元々、日本酒作りをしていた木内酒造は「常陸野ネストビール」でクラフトファンの人気を獲得。日本国内にとどまらず世界約50カ国で販売をしています。
2016年には香港にもビール工場を新設。中国市場への本格参入に向けて準備を進めてきました。
そして、この秋にも上海に直営のクラフトビール専門店「常陸野マンション」をオープンする予定です。現在、急ピッチで内装工事が進められています。
木内敏之取締役は、
ここでつくったビールをここで飲める。「常陸野ネスト・上海バージョン」。上海の果物やスパイスを使ってここでビールを作る。

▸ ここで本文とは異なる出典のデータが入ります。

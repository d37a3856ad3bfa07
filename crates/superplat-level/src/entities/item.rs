//! Collectibles: coins and the growth power-up.

use rand::Rng;

use superplat_core::animation::{Animation, AnimationId, AnimationSequencer};
use superplat_core::collision::Axis;
use superplat_core::geometry::Vec2;

use crate::behavior::{Actor, Behavior, Contact, Entity, Kind, Motion, Reaction};
use crate::body::{Body, Facing};
use crate::config::LevelConfig;
use crate::context::TickContext;
use crate::event::LevelEvent;
use crate::score::POWER_UP_SCORE;

const ROTATING: AnimationId = 0;
const SPINNING_UP: AnimationId = 1;
/// How far a coin freed from a block rises before it vanishes.
const FREED_RISE: f32 = 20.0;
const FREED_SPEED: f32 = 100.0;

const POWER_UP_SIZE: u32 = 16;
const POWER_UP_TERMINAL: Vec2 = Vec2::new(70.0, 350.0);
/// Speed of a power-up emerging from a block or dropping from reserve.
const POWER_UP_SPAWN_SPEED: f32 = 50.0;

#[derive(Debug, Clone, Copy, PartialEq)]
enum CoinState {
    /// Floating in place, waiting for the player.
    Idle,
    /// Knocked out of a block, rising until it disappears.
    Freed {
        start_y: f32,
    },
}

#[derive(Debug, Clone)]
pub struct Coin {
    state: CoinState,
}

fn coin_body(position: Vec2) -> Body {
    let mut body = Body::new(position, 12, 16);
    body.solid = false;
    body.checks_own_collisions = false;
    body
}

fn coin_animations(first: AnimationId) -> AnimationSequencer {
    let frame = Vec2::new(12.0, 16.0);
    let mut animations = AnimationSequencer::new()
        .with(Animation::strip(ROTATING, Vec2::ZERO, frame, 4, 125))
        .with(Animation::strip(SPINNING_UP, Vec2::ZERO, frame, 1, 0));
    animations.play(first).ok();
    animations
}

/// A coin placed in the level, collected on contact with the player.
pub fn coin(position: Vec2) -> Entity {
    let coin = Coin {
        state: CoinState::Idle,
    };
    Entity::new(coin_body(position), coin_animations(ROTATING), coin)
}

/// A coin knocked out of a block. Counted as collected right away; it only
/// rises out of the block and vanishes.
pub fn freed_coin(position: Vec2, ctx: &mut TickContext) -> Entity {
    let mut body = coin_body(position).with_terminal_velocity(Vec2::new(0.0, FREED_SPEED));
    body.velocity.y = -FREED_SPEED;
    body.collidable = false;
    ctx.score.collect_coin();
    ctx.emit(LevelEvent::CoinCollected);
    let state = CoinState::Freed {
        start_y: position.y,
    };
    Entity::new(body, coin_animations(SPINNING_UP), Coin { state })
}

impl Behavior for Coin {
    fn kind(&self) -> Kind {
        Kind::Coin
    }

    fn update(&mut self, actor: Actor<'_>, _ctx: &mut TickContext) -> Motion {
        match self.state {
            CoinState::Idle => Motion::Static,
            CoinState::Freed { start_y } => {
                if (actor.body.position.y - start_y).abs() > FREED_RISE {
                    actor.body.destroy();
                    return Motion::Static;
                }
                Motion::Integrate
            },
        }
    }

    fn on_collision(
        &mut self,
        actor: Actor<'_>,
        contact: &Contact<'_>,
        ctx: &mut TickContext,
    ) -> Option<Reaction> {
        if contact.other_kind == Kind::Player && !actor.body.is_destroyed() {
            ctx.score.collect_coin();
            ctx.emit(LevelEvent::CoinCollected);
            actor.body.destroy();
        }
        None
    }
}

#[derive(Debug, Clone, Copy, PartialEq)]
pub enum PowerUpState {
    /// Rising out of a block.
    Spawning {
        start_y: f32,
    },
    /// Picks a direction and starts walking.
    MoveStart,
    /// Falling straight down from the reserve slot.
    Dropping,
    Moving,
}

/// The growth mushroom.
#[derive(Debug, Clone)]
pub struct PowerUp {
    state: PowerUpState,
}

fn power_up_entity(position: Vec2, state: PowerUpState, config: &LevelConfig) -> Entity {
    let mut body = Body::moving(position, POWER_UP_SIZE, POWER_UP_SIZE, &config.physics)
        .with_padding(Vec2::ZERO)
        .with_terminal_velocity(POWER_UP_TERMINAL);
    body.solid = false;
    body.collidable = false;
    let mut animations = AnimationSequencer::new().with(Animation::strip(
        ROTATING,
        Vec2::ZERO,
        Vec2::new(16.0, 16.0),
        1,
        0,
    ));
    animations.play(ROTATING).ok();
    Entity::new(body, animations, PowerUp { state })
}

/// A power-up emerging from the block at `position`. Awards its points now.
pub fn emerging_power_up(position: Vec2, ctx: &mut TickContext) -> Entity {
    let state = PowerUpState::Spawning {
        start_y: position.y,
    };
    let mut entity = power_up_entity(position, state, &ctx.config);
    entity.body.velocity.y = -POWER_UP_SPAWN_SPEED;
    entity.body.gravity = 0.0;
    ctx.score.add_score(POWER_UP_SCORE);
    entity
}

/// The reserve power-up, falling in at `position`.
pub fn dropped_power_up(position: Vec2, config: &LevelConfig) -> Entity {
    power_up_entity(position, PowerUpState::Dropping, config)
}

impl Behavior for PowerUp {
    fn kind(&self) -> Kind {
        Kind::PowerUp
    }

    fn update(&mut self, actor: Actor<'_>, ctx: &mut TickContext) -> Motion {
        let body = &mut *actor.body;
        match self.state {
            PowerUpState::Spawning { start_y } => {
                body.gravity = 0.0;
                if body.position.y <= start_y - body.height as f32 {
                    self.state = PowerUpState::MoveStart;
                }
            },
            PowerUpState::MoveStart => {
                body.gravity = ctx.gravity();
                body.facing = if ctx.rng.random_bool(0.5) {
                    Facing::Right
                } else {
                    Facing::Left
                };
                body.velocity.x = body.terminal_velocity.x * body.facing.sign();
                body.collidable = true;
                self.state = PowerUpState::Moving;
            },
            PowerUpState::Dropping => {
                body.velocity = Vec2::new(0.0, POWER_UP_SPAWN_SPEED);
                body.gravity = 0.0;
                body.collidable = true;
                if body.grounded {
                    self.state = PowerUpState::Moving;
                }
            },
            PowerUpState::Moving => {
                body.velocity.x = body.terminal_velocity.x * body.facing.sign();
                body.gravity = ctx.gravity();
            },
        }
        Motion::Integrate
    }

    fn on_collision(
        &mut self,
        mut actor: Actor<'_>,
        contact: &Contact<'_>,
        ctx: &mut TickContext,
    ) -> Option<Reaction> {
        if contact.other_kind == Kind::Player {
            if actor.body.is_destroyed() {
                return None;
            }
            actor.body.solid = false;
            actor.body.destroy();
            ctx.score.add_score(POWER_UP_SCORE);
            return Some(Reaction::Grow);
        }
        if contact.other_kind.is_enemy() {
            return None;
        }
        actor.resolve(contact);
        if contact.other.solid && contact.axis == Axis::X {
            actor.body.turn_around();
            self.state = PowerUpState::Moving;
        }
        None
    }
}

店舗は4階建ての古民家を改装して活用。上の階では日本から招いたシェフが腕をふるい、伝統的な和食を提供します。
クラフトビールと組み合わせることでライバル店と差別化します。
和食との組み合わせは世界的にもない。新しいチャレンジ。
生ビールのほか、看板の「常陸野ネストビール」は日本の工場から中国にビールを輸出できないため香港工場から上海に運びます。
われわれの商品はアメリカ・ヨーロッパにも行っている。中国で飲めないというのは悔しい。ぜひここで成功したい。
日本発のクラフトビールが中国のビール市場に新たな風を吹き込むのかもしれません。